Casino Watch Focus has reported on the ongoing issues with gambling-esque look boxes in video games. This mechanic is essentially a slot machine and encourages children to poor more and more money into the game as they chase the warranted prize from a mystery box. This troubling gambling type mechanic has drawn the ire of legislators and regulatory bodies from around the world. Most recently, the UK started examining loot boxes and micro transactions and had choice words and spirited exchanges with EA, one of the most aggressive loot box pushing publishers and one of the faces of this controversy. These loot boxes really took hold when EA pushed the mechanic in the Disney owned Star Wars franchise video game they licensed known as Battlefield 2 prompting some to call the Star Wars game nothing more than a themed online casino that preys on children.
Since that time, academics and researchers have been examining the links in problem gambling and loot boxes and have broken down how psychologically manipulative these systems are, even when they fall short of some jurisdictions technical definition of gambling. Most recently, researches discussed how this can be a life of death situation among problem gamblers. Now, a formal recommendation is being made that loot boxes be treated as gambling and regulated as such. The Guardian explains:
Video game loot boxes should be regulated as gambling and children barred from purchasing them, a House of Commons committee has advised. The recommendation comes as part of the digital, culture, media and sport (DCMS) committee’s report on immersive and addictive technologies, published on Thursday after months of parliamentary hearings with technology and gaming companies.
While loot boxes involve an element of chance because players do not know what they will get, they are not covered by existing gambling legislation because the items “won” are not considered to have monetary value. But the report heard evidence that loot box winnings can be exchanged for money and that their use by game developers was likely to “facilitate profiting from problem gamblers”.
Researches point to extremely high cost to children that gaming companies are inflicting when they exploit children in this manner. Those cost are financial and otherwise and should prompt legislators to regulate them and ban children from being able to make such gambling type purchase.
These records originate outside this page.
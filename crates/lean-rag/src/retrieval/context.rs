//! Context assembly: embed, search, truncate, rerank, serialise

use serde_json::{Map, Value};
use std::sync::Arc;

use crate::config::RetrievalConfig;
use crate::error::Result;
use crate::providers::{EmbeddingProvider, VectorStoreProvider};
use crate::types::{ScoredPassage, ScoredPoint};

use super::reranker::Reranker;

/// Context block plus the payloads behind each line, in the same order
#[derive(Debug, Clone, Default, PartialEq)]
pub struct RetrievedContext {
    /// One `[doc_id#page] text` line per passage
    pub context: String,
    /// Payload mapping of each passage, for citations
    pub payloads: Vec<Map<String, Value>>,
}

impl RetrievedContext {
    /// Whether nothing usable was retrieved
    pub fn is_empty(&self) -> bool {
        self.context.trim().is_empty()
    }
}

/// Builds prompt context for a query from the vector index
pub struct ContextBuilder {
    embedder: Arc<dyn EmbeddingProvider>,
    store: Arc<dyn VectorStoreProvider>,
    reranker: Arc<dyn Reranker>,
    rerank_top_n: usize,
    max_ctx_chars: usize,
}

impl ContextBuilder {
    /// Create a context builder over injected providers
    pub fn new(
        embedder: Arc<dyn EmbeddingProvider>,
        store: Arc<dyn VectorStoreProvider>,
        reranker: Arc<dyn Reranker>,
        config: &RetrievalConfig,
    ) -> Self {
        Self {
            embedder,
            store,
            reranker,
            rerank_top_n: config.rerank_top_n,
            max_ctx_chars: config.max_ctx_chars,
        }
    }

    /// Active reranker
    pub fn reranker(&self) -> &dyn Reranker {
        self.reranker.as_ref()
    }

    /// Turn a search hit into a prompt passage
    ///
    /// Missing `text` is treated as empty; newlines become spaces and the
    /// result is cut to `max_chars` characters.
    pub fn to_passage(point: ScoredPoint, max_chars: usize) -> ScoredPassage {
        let payload = point.payload.unwrap_or_default();
        let text = payload
            .get("text")
            .and_then(Value::as_str)
            .unwrap_or_default()
            .replace('\n', " ")
            .chars()
            .take(max_chars)
            .collect();

        ScoredPassage {
            text,
            payload,
            score: point.score,
        }
    }

    /// Context line for one passage
    pub fn format_line(passage: &ScoredPassage) -> String {
        format!("[{}#{}] {}", passage.doc_id(), passage.page(), passage.text)
    }

    /// Retrieve the top `k` candidates for `query` and assemble the context block
    pub async fn build_context(&self, query: &str, k: usize) -> Result<RetrievedContext> {
        let vector = self.embedder.embed(query).await?;
        let hits = self.store.search(&vector, k).await?;
        tracing::debug!("Search returned {} hits (k={})", hits.len(), k);

        let passages: Vec<ScoredPassage> = hits
            .into_iter()
            .map(|hit| Self::to_passage(hit, self.max_ctx_chars))
            .collect();

        let ranked = self.reranker.rerank(query, passages, self.rerank_top_n);
        tracing::debug!("{} passages after {} reranker", ranked.len(), self.reranker.name());

        let context = ranked
            .iter()
            .map(Self::format_line)
            .collect::<Vec<_>>()
            .join("\n");
        let payloads = ranked.into_iter().map(|p| p.payload).collect();

        Ok(RetrievedContext { context, payloads })
    }
}
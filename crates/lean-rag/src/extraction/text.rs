//! Plain text with best-effort encoding detection

use crate::error::Result;

use super::{Converter, Extracted};

const UTF8_BOM: &[u8] = &[0xEF, 0xBB, 0xBF];
const UTF16_LE_BOM: &[u8] = &[0xFF, 0xFE];
const UTF16_BE_BOM: &[u8] = &[0xFE, 0xFF];

/// Decode bytes as text: BOM-marked UTF-8/UTF-16, else UTF-8 with replacement
///
/// Never fails. Lossy decoding is reported as a warning.
pub fn decode_text(data: &[u8]) -> Extracted {
    if let Some(rest) = data.strip_prefix(UTF8_BOM) {
        return decode_utf8(rest);
    }
    if let Some(rest) = data.strip_prefix(UTF16_LE_BOM) {
        return decode_utf16(rest, u16::from_le_bytes);
    }
    if let Some(rest) = data.strip_prefix(UTF16_BE_BOM) {
        return decode_utf16(rest, u16::from_be_bytes);
    }
    decode_utf8(data)
}

fn decode_utf8(data: &[u8]) -> Extracted {
    match std::str::from_utf8(data) {
        Ok(text) => Extracted::text(text),
        Err(_) => Extracted {
            text: String::from_utf8_lossy(data).into_owned(),
            warnings: vec!["Invalid UTF-8 sequences were replaced".to_string()],
        },
    }
}

fn decode_utf16(data: &[u8], to_unit: fn([u8; 2]) -> u16) -> Extracted {
    let units = data.chunks_exact(2).map(|pair| to_unit([pair[0], pair[1]]));
    let mut lossy = data.len() % 2 != 0;
    let text: String = char::decode_utf16(units)
        .map(|c| {
            c.unwrap_or_else(|_| {
                lossy = true;
                char::REPLACEMENT_CHARACTER
            })
        })
        .collect();

    let mut extracted = Extracted::text(text);
    if lossy {
        extracted
            .warnings
            .push("Invalid UTF-16 sequences were replaced".to_string());
    }
    extracted
}

/// Plain text files, also the fallback for unknown extensions
#[derive(Debug, Clone, Default)]
pub struct TextConverter;

impl Converter for TextConverter {
    fn name(&self) -> &str {
        "TEXT"
    }

    fn extensions(&self) -> &[&'static str] {
        &["txt", "log"]
    }

    fn convert(&self, data: &[u8]) -> Result<Extracted> {
        Ok(decode_text(data))
    }
}

#[cfg(test)]
mod tests {
    use super::*;

    #[test]
    fn test_plain_utf8() {
        let extracted = decode_text("naïve café".as_bytes());
        assert_eq!(extracted.text, "naïve café");
        assert!(extracted.warnings.is_empty());
    }

    #[test]
    fn test_utf8_bom_is_stripped() {
        let extracted = decode_text(b"\xEF\xBB\xBFhello");
        assert_eq!(extracted.text, "hello");
    }

    #[test]
    fn test_utf16_le() {
        let mut data = vec![0xFF, 0xFE];
        for unit in "hé".encode_utf16() {
            data.extend_from_slice(&unit.to_le_bytes());
        }
        assert_eq!(decode_text(&data).text, "hé");
    }

    #[test]
    fn test_utf16_be() {
        let mut data = vec![0xFE, 0xFF];
        for unit in "ok".encode_utf16() {
            data.extend_from_slice(&unit.to_be_bytes());
        }
        assert_eq!(decode_text(&data).text, "ok");
    }

    #[test]
    fn test_invalid_utf8_is_replaced_with_warning() {
        let extracted = decode_text(b"abc\xFFdef");
        assert_eq!(extracted.text, "abc\u{FFFD}def");
        assert_eq!(extracted.warnings.len(), 1);
    }
}
//! Deterministic feature-hashing embedder
//!
//! Needs no model server: each lowercase alphanumeric token is hashed with
//! SHA-256 into one signed bucket and the result is L2-normalised. Texts
//! sharing vocabulary land close together under cosine similarity, which is
//! enough for offline runs and tests.

use async_trait::async_trait;
use sha2::{Digest, Sha256};

use crate::error::{Error, Result};

use super::embedding::EmbeddingProvider;

/// Dimension used when none is configured
pub const DEFAULT_HASHING_DIMENSIONS: usize = 256;

/// Offline embedder based on the hashing trick
#[derive(Debug, Clone)]
pub struct HashingEmbedder {
    dimensions: usize,
    name: String,
}

impl HashingEmbedder {
    /// Create an embedder producing `dimensions`-long vectors
    pub fn new(dimensions: usize) -> Result<Self> {
        if dimensions == 0 {
            return Err(Error::config("hashing embedder needs at least 1 dimension"));
        }
        Ok(Self {
            dimensions,
            name: format!("hashing-{}", dimensions),
        })
    }

    /// Embed synchronously
    pub fn embed_text(&self, text: &str) -> Vec<f32> {
        let mut vector = vec![0.0f32; self.dimensions];

        for token in text
            .split(|c: char| !c.is_alphanumeric())
            .filter(|t| !t.is_empty())
        {
            let digest = Sha256::digest(token.to_lowercase().as_bytes());
            let mut bucket = [0u8; 8];
            bucket.copy_from_slice(&digest[..8]);
            let index = (u64::from_le_bytes(bucket) % self.dimensions as u64) as usize;
            let sign = if digest[8] & 1 == 0 { 1.0 } else { -1.0 };
            vector[index] += sign;
        }

        let norm = vector.iter().map(|x| x * x).sum::<f32>().sqrt();
        if norm > 0.0 {
            vector.iter_mut().for_each(|x| *x /= norm);
        }
        vector
    }
}

impl Default for HashingEmbedder {
    fn default() -> Self {
        Self {
            dimensions: DEFAULT_HASHING_DIMENSIONS,
            name: format!("hashing-{}", DEFAULT_HASHING_DIMENSIONS),
        }
    }
}

#[async_trait]
impl EmbeddingProvider for HashingEmbedder {
    async fn embed(&self, text: &str) -> Result<Vec<f32>> {
        Ok(self.embed_text(text))
    }

    async fn dimensions(&self) -> Result<usize> {
        Ok(self.dimensions)
    }

    fn model(&self) -> &str {
        &self.name
    }

    async fn health_check(&self) -> Result<bool> {
        Ok(true)
    }
}
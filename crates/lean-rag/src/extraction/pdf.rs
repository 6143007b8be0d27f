//! PDF text extraction
//!
//! `pdf-extract` does the main work. It can hang or panic on unusual fonts,
//! so it runs on its own thread with a deadline and `lopdf` is used as a
//! fallback.

use std::sync::mpsc;
use std::thread;
use std::time::Duration;

use crate::error::{Error, Result};

use super::{Converter, Extracted};

/// Warning attached when a PDF yields no text at all
pub const NO_TEXT_WARNING: &str = "No text extracted; maybe scanned (needs OCR)";

const EXTRACT_TIMEOUT: Duration = Duration::from_secs(60);

/// PDF converter
#[derive(Debug, Clone, Default)]
pub struct PdfConverter;

impl PdfConverter {
    fn extract_with_timeout(data: &[u8]) -> Result<(String, Vec<String>)> {
        let owned = data.to_vec();
        let (tx, rx) = mpsc::channel();

        let handle = thread::spawn(move || {
            let _ = tx.send(pdf_extract::extract_text_from_mem(&owned));
        });

        let primary_failure = match rx.recv_timeout(EXTRACT_TIMEOUT) {
            Ok(Ok(text)) => {
                let _ = handle.join();
                return Ok((text, Vec::new()));
            }
            Ok(Err(e)) => {
                let _ = handle.join();
                e.to_string()
            }
            // The worker cannot be killed; it is left to finish on its own
            Err(mpsc::RecvTimeoutError::Timeout) => {
                format!("timed out after {:?}", EXTRACT_TIMEOUT)
            }
            Err(mpsc::RecvTimeoutError::Disconnected) => "extractor panicked".to_string(),
        };

        tracing::warn!("pdf-extract failed ({}), trying lopdf", primary_failure);
        let text = Self::extract_with_lopdf(data)?;
        Ok((
            text,
            vec![format!(
                "pdf-extract failed ({}); used fallback extractor",
                primary_failure
            )],
        ))
    }

    fn extract_with_lopdf(data: &[u8]) -> Result<String> {
        let doc = lopdf::Document::load_mem(data)
            .map_err(|e| Error::file_parse("document.pdf", format!("Failed to load PDF: {}", e)))?;

        let mut pages = Vec::new();
        for page_number in doc.get_pages().keys() {
            match doc.extract_text(&[*page_number]) {
                Ok(text) => pages.push(text),
                Err(e) => tracing::debug!("No text for page {}: {}", page_number, e),
            }
        }
        Ok(pages.join("\n\n"))
    }
}

/// Drop NUL characters and blank lines left behind by the extractors
fn clean(text: &str) -> String {
    text.replace('\0', "")
        .lines()
        .map(str::trim_end)
        .filter(|line| !line.trim().is_empty())
        .collect::<Vec<_>>()
        .join("\n")
}

impl Converter for PdfConverter {
    fn name(&self) -> &str {
        "PDF"
    }

    fn extensions(&self) -> &[&'static str] {
        &["pdf"]
    }

    fn convert(&self, data: &[u8]) -> Result<Extracted> {
        let (raw, mut warnings) = Self::extract_with_timeout(data)?;
        let text = clean(&raw);
        if text.trim().is_empty() {
            warnings.push(NO_TEXT_WARNING.to_string());
        }
        Ok(Extracted { text, warnings })
    }
}
//! Reranking strategies applied after vector search

use std::cmp::Reverse;
use std::collections::BTreeSet;
use std::sync::Arc;

use crate::config::RerankerKind;
use crate::types::ScoredPassage;

/// Reorders and cuts similarity-ranked passages
pub trait Reranker: Send + Sync {
    /// Strategy name for logging
    fn name(&self) -> &str;

    /// Whether this is a real reranker, reported by `/health`
    fn is_available(&self) -> bool;

    /// Return at most `top_n` passages in their new order
    fn rerank(&self, query: &str, passages: Vec<ScoredPassage>, top_n: usize) -> Vec<ScoredPassage>;
}

/// Build the reranker selected in config
pub fn from_kind(kind: RerankerKind) -> Arc<dyn Reranker> {
    match kind {
        RerankerKind::None => Arc::new(NoopReranker),
        RerankerKind::Keyword => Arc::new(KeywordReranker::default()),
    }
}

/// Keeps similarity order; takes the first `top_n`
#[derive(Debug, Clone, Default)]
pub struct NoopReranker;

impl Reranker for NoopReranker {
    fn name(&self) -> &str {
        "none"
    }

    fn is_available(&self) -> bool {
        false
    }

    fn rerank(&self, _query: &str, mut passages: Vec<ScoredPassage>, top_n: usize) -> Vec<ScoredPassage> {
        passages.truncate(top_n);
        passages
    }
}

/// Orders passages by how many distinct query terms they contain
///
/// The sort is stable, so passages with equal counts keep their similarity order.
#[derive(Debug, Clone)]
pub struct KeywordReranker {
    /// Shorter query terms are ignored
    min_term_chars: usize,
}

impl Default for KeywordReranker {
    fn default() -> Self {
        Self { min_term_chars: 3 }
    }
}

impl KeywordReranker {
    /// Distinct lower-case query terms worth matching
    pub fn terms(&self, query: &str) -> BTreeSet<String> {
        query
            .split(|c: char| !c.is_alphanumeric())
            .filter(|term| term.chars().count() >= self.min_term_chars)
            .map(str::to_lowercase)
            .collect()
    }

    fn match_count(terms: &BTreeSet<String>, text: &str) -> usize {
        let text = text.to_lowercase();
        terms.iter().filter(|term| text.contains(term.as_str())).count()
    }
}

impl Reranker for KeywordReranker {
    fn name(&self) -> &str {
        "keyword"
    }

    fn is_available(&self) -> bool {
        true
    }

    fn rerank(&self, query: &str, passages: Vec<ScoredPassage>, top_n: usize) -> Vec<ScoredPassage> {
        let terms = self.terms(query);
        let mut scored: Vec<(usize, ScoredPassage)> = passages
            .into_iter()
            .map(|p| (Self::match_count(&terms, &p.text), p))
            .collect();

        scored.sort_by_key(|(count, _)| Reverse(*count));
        scored.into_iter().take(top_n).map(|(_, p)| p).collect()
    }
}

#[cfg(test)]
mod tests {
    use super::*;
    use serde_json::Map;

    fn passages(texts: &[&str]) -> Vec<ScoredPassage> {
        texts
            .iter()
            .enumerate()
            .map(|(i, text)| ScoredPassage {
                text: text.to_string(),
                payload: Map::new(),
                score: 1.0 - i as f32 * 0.1,
            })
            .collect()
    }

    fn texts(passages: &[ScoredPassage]) -> Vec<&str> {
        passages.iter().map(|p| p.text.as_str()).collect()
    }

    #[test]
    fn test_noop_keeps_order_and_truncates() {
        let ranked = NoopReranker.rerank("anything", passages(&["a", "b", "c", "d"]), 2);
        assert_eq!(texts(&ranked), vec!["a", "b"]);
        assert!(!NoopReranker.is_available());
    }

    #[test]
    fn test_noop_with_fewer_passages_than_top_n() {
        let ranked = NoopReranker.rerank("q", passages(&["a"]), 10);
        assert_eq!(texts(&ranked), vec!["a"]);
    }

    #[test]
    fn test_keyword_terms_skip_short_words() {
        let terms = KeywordReranker::default().terms("How do I reset the Pump? pump!");
        assert_eq!(
            terms.into_iter().collect::<Vec<_>>(),
            vec!["how", "pump", "reset", "the"]
        );
    }

    #[test]
    fn test_keyword_reorders_stably() {
        let ranked = KeywordReranker::default().rerank(
            "reset hydraulic pump",
            passages(&[
                "cafeteria menu",
                "pump maintenance",
                "reset the hydraulic pump by holding the button",
                "pump wiring",
            ]),
            3,
        );
        assert_eq!(
            texts(&ranked),
            vec![
                "reset the hydraulic pump by holding the button",
                "pump maintenance",
                "pump wiring"
            ]
        );
    }

    #[test]
    fn test_from_kind() {
        assert_eq!(from_kind(RerankerKind::None).name(), "none");
        assert!(from_kind(RerankerKind::Keyword).is_available());
    }
}
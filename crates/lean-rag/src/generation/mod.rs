//! Prompting the model and shaping its answer

pub mod answer;
pub mod prompt;

pub use answer::{llm_failure_json, parse_model_output, AnswerService, REQUIRED_KEYS};
pub use prompt::{PromptBuilder, SYSTEM_PROMPT};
The Guardian continues:
Damian Collins, the chair of the committee, said: “Loot boxes are particularly lucrative for games companies but come at a high cost, particularly for problem gamblers, while exposing children to potential harm. Buying a loot box is playing a game of chance and it is high time the gambling laws caught up. We challenge the government to explain why loot boxes should be exempt from the Gambling Act.”
A survey by the Gambling Commission in 2018 found that 31% of children aged 11-16 had paid for loot boxes, while one gamer told MPs that he was spending up to £1,000 a year on the football game Fifa hoping to win better players for his team.
The report cited evidence from cognitive psychologists that such in-game features are “designed to exploit potent psychological mechanisms associated with […] gambling-like behaviours”.
The committee also argued that online games should be legally covered by the same enforceable age restrictions as physical sales, closing a loophole that publishers argued freed them of responsibility.